Task to complete: Pick every line out of the entries below that has the string "bail", and copy it.

Records from a data source

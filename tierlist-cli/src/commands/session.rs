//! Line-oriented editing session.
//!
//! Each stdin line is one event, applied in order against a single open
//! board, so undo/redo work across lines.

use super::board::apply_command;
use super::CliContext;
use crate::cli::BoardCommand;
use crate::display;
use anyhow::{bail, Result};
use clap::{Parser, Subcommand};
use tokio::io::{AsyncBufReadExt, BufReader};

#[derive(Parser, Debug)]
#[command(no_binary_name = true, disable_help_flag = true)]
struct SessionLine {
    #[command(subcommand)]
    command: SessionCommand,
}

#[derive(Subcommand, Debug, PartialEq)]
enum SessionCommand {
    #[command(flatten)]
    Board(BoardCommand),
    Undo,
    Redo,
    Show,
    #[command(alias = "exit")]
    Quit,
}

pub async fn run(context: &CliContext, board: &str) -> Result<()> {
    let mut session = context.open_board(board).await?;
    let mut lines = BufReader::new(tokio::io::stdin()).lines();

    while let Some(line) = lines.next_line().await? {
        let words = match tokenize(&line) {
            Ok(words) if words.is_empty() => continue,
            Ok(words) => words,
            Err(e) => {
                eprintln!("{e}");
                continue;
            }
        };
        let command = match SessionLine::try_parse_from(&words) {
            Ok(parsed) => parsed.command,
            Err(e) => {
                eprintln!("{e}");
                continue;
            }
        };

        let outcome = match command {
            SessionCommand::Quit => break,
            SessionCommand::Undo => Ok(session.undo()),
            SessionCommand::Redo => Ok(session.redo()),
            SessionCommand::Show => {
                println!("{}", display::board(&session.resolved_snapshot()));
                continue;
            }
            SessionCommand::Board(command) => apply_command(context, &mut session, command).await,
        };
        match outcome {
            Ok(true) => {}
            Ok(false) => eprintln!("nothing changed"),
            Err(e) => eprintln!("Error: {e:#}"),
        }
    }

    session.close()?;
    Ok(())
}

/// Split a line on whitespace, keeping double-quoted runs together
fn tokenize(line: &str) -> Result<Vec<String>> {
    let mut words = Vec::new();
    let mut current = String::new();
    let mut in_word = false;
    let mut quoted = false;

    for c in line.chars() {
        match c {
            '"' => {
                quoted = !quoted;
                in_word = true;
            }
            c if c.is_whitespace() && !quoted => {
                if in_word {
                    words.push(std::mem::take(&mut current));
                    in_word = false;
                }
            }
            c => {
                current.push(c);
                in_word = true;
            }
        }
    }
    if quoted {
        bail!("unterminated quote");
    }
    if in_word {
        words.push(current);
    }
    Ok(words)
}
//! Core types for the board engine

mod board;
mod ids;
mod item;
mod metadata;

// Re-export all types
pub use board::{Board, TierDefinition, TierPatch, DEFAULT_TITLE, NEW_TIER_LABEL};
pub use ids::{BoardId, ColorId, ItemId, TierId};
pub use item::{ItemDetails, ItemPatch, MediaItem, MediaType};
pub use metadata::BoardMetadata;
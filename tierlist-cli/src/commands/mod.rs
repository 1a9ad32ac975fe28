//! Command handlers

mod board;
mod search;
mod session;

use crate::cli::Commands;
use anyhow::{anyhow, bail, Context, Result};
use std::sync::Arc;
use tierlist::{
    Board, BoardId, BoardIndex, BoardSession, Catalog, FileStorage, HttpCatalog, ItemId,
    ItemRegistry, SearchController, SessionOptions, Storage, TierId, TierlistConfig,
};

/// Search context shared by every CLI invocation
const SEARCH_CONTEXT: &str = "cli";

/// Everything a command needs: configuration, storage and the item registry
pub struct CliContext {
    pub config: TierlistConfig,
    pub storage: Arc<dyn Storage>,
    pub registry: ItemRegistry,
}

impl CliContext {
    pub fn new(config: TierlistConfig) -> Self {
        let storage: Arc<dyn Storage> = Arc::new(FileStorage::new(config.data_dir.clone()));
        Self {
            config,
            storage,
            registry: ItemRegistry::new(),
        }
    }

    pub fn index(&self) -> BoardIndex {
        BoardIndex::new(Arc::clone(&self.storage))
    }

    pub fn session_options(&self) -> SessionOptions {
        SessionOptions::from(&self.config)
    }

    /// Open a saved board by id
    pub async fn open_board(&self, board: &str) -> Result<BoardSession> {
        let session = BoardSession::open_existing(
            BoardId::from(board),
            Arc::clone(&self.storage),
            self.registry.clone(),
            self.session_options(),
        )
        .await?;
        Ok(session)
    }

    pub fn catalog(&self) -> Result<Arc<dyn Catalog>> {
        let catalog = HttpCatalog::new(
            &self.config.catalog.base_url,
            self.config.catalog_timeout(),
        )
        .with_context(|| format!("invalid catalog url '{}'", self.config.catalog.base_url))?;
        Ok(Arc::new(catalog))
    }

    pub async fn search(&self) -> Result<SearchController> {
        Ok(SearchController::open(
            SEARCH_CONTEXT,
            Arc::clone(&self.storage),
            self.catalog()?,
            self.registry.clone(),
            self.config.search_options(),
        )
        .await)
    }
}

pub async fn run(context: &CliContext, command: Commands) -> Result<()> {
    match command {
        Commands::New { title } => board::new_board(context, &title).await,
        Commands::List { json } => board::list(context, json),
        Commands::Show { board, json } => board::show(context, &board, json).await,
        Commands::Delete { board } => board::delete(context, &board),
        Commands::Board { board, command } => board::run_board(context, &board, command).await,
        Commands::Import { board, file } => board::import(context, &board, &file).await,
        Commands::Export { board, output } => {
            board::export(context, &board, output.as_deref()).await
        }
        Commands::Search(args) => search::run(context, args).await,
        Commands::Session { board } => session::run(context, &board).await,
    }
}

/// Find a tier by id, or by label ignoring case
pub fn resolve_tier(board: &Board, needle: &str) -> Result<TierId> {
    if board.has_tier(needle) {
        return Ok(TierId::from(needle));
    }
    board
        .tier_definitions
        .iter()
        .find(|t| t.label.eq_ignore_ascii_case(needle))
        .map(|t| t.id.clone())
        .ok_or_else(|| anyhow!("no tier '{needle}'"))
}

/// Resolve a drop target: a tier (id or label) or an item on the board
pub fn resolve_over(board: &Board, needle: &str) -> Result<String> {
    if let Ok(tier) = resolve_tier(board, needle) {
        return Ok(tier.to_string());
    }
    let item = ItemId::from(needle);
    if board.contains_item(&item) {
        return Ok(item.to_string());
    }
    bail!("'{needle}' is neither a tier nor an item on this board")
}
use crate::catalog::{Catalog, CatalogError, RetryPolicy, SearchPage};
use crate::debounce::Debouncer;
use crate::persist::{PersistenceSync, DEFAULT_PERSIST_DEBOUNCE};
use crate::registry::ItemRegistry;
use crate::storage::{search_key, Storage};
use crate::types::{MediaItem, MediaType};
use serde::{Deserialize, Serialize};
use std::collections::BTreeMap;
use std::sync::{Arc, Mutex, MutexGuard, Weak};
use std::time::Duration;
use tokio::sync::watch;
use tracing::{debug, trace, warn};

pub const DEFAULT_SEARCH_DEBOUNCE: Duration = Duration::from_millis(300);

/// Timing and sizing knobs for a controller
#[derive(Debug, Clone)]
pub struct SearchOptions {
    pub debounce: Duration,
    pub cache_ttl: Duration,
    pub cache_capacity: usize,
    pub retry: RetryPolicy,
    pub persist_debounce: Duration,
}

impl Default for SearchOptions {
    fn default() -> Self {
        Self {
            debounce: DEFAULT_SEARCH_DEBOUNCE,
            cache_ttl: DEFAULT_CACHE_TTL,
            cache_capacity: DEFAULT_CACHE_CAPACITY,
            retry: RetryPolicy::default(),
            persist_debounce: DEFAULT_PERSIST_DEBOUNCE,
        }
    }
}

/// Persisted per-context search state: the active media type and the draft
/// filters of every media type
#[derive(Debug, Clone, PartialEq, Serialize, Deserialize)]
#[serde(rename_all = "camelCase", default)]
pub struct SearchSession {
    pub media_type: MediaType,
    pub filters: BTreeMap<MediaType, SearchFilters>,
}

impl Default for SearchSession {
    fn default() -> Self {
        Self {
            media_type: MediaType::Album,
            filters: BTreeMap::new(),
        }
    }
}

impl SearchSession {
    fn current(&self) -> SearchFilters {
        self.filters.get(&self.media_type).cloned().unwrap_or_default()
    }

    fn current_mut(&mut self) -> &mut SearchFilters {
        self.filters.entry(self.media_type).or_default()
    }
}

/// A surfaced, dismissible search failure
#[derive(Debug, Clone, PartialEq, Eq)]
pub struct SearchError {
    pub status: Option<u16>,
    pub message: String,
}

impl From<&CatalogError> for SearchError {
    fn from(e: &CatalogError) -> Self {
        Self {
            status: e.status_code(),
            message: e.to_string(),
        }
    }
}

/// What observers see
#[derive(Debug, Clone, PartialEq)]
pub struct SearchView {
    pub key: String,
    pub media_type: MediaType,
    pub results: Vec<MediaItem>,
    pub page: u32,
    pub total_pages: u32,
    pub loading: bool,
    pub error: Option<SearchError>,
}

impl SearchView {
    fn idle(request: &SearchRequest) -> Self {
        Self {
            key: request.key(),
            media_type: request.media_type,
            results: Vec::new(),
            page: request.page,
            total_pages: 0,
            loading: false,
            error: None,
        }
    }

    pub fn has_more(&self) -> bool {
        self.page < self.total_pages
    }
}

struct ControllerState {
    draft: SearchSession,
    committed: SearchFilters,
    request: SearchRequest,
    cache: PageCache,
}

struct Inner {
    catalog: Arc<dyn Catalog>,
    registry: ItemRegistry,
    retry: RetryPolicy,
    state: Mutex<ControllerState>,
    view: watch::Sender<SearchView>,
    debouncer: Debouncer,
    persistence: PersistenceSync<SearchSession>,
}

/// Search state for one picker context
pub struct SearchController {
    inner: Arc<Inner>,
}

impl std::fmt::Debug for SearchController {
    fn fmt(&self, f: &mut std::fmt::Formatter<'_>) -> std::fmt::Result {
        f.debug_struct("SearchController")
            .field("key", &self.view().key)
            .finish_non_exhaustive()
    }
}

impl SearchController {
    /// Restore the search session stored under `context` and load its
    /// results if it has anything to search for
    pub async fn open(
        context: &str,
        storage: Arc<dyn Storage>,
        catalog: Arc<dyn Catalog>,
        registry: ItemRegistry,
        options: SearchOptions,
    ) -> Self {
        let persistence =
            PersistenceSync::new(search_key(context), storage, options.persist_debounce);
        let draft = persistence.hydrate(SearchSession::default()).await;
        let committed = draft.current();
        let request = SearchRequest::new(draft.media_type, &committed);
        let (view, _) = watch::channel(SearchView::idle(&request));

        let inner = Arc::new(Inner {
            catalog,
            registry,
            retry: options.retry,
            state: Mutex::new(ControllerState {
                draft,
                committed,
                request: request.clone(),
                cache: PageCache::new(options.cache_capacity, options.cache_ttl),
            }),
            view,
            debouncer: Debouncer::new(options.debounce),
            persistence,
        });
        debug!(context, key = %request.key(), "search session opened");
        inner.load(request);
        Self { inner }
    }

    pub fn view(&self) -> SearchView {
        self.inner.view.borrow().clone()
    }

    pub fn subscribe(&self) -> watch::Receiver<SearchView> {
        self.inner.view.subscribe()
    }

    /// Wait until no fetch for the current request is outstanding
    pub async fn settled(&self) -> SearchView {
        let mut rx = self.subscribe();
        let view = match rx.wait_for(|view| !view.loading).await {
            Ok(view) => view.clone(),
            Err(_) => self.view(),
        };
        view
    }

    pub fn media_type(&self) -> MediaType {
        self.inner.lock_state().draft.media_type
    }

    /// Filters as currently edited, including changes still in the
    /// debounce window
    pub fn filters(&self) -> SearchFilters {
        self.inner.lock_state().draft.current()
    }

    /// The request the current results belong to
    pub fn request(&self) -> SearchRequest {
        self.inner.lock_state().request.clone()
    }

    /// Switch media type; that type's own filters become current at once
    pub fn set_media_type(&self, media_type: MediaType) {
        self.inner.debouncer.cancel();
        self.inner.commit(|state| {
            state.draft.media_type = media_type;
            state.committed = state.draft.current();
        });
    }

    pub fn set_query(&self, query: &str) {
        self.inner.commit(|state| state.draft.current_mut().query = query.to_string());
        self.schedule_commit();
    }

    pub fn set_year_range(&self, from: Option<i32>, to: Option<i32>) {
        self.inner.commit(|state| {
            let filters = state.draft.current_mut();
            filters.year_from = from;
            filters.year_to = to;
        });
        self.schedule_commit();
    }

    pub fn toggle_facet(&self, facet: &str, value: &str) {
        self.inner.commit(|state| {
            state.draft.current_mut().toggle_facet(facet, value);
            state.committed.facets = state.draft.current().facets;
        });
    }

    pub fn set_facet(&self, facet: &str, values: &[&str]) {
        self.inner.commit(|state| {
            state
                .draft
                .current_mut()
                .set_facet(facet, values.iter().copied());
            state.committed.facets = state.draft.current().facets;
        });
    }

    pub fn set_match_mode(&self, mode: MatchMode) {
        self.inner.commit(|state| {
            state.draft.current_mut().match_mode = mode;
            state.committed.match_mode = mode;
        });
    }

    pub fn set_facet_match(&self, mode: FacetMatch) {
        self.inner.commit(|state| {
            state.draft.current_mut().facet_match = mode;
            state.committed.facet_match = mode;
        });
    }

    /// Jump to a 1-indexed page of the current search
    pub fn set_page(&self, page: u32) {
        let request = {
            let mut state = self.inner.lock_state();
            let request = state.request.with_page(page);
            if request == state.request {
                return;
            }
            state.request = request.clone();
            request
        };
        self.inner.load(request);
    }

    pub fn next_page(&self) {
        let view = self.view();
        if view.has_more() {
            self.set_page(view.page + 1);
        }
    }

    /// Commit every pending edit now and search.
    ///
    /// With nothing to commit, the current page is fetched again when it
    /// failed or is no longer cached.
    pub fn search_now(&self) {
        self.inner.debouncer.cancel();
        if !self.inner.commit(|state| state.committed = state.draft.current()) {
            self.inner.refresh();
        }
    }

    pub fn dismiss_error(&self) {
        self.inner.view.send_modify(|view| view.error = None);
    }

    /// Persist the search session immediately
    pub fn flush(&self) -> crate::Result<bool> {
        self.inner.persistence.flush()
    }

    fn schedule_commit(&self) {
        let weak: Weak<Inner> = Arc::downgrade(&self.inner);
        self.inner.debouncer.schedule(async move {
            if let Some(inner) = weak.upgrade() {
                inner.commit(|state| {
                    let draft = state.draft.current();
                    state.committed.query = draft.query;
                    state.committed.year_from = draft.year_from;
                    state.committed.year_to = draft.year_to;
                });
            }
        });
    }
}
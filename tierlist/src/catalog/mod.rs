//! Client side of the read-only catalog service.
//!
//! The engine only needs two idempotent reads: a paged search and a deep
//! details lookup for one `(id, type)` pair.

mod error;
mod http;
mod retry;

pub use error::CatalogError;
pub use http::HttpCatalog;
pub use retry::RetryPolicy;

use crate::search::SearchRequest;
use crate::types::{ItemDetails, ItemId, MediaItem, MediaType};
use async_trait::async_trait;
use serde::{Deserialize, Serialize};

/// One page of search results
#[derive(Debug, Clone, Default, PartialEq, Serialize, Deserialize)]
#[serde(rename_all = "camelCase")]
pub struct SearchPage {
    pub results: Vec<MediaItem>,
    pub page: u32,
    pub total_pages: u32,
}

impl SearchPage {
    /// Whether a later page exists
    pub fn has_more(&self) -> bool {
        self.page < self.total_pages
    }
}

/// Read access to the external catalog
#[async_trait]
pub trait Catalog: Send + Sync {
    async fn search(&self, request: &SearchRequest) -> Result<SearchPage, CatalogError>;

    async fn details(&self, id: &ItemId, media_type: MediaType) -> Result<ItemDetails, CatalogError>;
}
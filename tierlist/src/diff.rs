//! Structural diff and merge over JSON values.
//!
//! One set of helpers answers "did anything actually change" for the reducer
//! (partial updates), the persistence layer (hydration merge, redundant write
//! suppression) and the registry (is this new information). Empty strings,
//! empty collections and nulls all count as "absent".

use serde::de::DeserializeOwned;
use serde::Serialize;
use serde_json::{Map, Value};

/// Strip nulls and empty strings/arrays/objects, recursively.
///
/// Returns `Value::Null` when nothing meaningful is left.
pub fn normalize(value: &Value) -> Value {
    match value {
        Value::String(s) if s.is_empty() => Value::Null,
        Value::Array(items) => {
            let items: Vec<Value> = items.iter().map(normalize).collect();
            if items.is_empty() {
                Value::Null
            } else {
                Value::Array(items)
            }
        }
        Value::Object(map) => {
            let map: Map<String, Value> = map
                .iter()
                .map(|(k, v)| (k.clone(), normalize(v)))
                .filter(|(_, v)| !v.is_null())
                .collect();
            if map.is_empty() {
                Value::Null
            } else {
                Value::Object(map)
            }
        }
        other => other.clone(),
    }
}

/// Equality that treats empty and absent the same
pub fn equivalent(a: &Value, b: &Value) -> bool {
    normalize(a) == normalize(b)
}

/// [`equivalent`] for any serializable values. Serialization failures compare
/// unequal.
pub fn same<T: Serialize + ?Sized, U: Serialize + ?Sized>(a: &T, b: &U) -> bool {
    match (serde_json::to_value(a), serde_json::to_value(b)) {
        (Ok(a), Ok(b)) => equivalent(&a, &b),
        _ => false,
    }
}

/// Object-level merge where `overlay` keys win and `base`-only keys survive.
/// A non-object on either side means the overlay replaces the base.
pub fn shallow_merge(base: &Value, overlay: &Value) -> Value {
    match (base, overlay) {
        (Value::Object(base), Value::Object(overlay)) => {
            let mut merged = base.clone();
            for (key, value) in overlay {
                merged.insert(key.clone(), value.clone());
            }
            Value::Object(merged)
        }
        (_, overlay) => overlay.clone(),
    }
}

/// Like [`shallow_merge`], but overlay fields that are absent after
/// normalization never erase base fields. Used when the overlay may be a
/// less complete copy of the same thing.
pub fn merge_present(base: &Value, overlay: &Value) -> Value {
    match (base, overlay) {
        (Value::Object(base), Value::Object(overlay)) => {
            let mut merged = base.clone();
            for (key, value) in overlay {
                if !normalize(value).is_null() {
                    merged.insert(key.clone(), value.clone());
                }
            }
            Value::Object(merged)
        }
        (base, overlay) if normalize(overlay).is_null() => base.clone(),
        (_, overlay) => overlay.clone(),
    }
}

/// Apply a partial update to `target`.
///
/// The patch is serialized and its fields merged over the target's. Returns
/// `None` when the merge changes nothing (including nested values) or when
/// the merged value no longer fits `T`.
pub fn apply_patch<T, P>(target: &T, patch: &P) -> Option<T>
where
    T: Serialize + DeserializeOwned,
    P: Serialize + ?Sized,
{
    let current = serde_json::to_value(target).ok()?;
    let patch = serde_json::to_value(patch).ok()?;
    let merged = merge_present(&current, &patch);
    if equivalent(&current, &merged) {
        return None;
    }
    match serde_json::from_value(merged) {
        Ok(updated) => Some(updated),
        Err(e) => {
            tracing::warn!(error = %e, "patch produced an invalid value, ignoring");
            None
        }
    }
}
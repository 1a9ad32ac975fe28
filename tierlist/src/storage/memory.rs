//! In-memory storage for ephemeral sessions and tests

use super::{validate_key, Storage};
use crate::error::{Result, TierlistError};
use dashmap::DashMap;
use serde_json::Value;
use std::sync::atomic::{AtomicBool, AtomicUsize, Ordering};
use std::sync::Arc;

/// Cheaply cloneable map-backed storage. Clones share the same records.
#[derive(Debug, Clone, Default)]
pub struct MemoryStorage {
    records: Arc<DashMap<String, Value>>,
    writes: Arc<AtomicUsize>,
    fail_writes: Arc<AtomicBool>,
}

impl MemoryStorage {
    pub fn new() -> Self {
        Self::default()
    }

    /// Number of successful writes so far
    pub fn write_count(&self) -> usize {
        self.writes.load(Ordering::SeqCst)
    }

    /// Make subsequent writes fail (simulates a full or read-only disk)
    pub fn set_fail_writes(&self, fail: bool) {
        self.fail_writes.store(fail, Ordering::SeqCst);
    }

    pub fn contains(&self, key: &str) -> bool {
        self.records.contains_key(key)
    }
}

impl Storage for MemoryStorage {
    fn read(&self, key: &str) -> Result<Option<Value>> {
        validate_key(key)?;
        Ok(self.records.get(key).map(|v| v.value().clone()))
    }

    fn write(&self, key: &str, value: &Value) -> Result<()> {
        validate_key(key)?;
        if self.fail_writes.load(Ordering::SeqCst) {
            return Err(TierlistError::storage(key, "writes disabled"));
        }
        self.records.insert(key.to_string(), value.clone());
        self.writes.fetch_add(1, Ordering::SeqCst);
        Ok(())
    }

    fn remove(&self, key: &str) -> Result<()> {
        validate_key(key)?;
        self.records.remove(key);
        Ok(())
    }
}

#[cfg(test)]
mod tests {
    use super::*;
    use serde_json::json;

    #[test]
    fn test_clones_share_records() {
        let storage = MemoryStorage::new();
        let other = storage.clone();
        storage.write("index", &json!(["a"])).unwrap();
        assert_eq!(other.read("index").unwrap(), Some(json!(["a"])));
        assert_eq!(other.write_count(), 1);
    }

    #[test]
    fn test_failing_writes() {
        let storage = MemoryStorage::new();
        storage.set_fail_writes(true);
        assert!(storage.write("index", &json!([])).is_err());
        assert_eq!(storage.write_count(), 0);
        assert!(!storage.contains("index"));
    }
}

Solved problem:
use anyhow::{bail, Result};
        bail!("unterminated quote");
use anyhow::{anyhow, bail, Context, Result};
    bail!("'{needle}' is neither a tier nor an item on this board")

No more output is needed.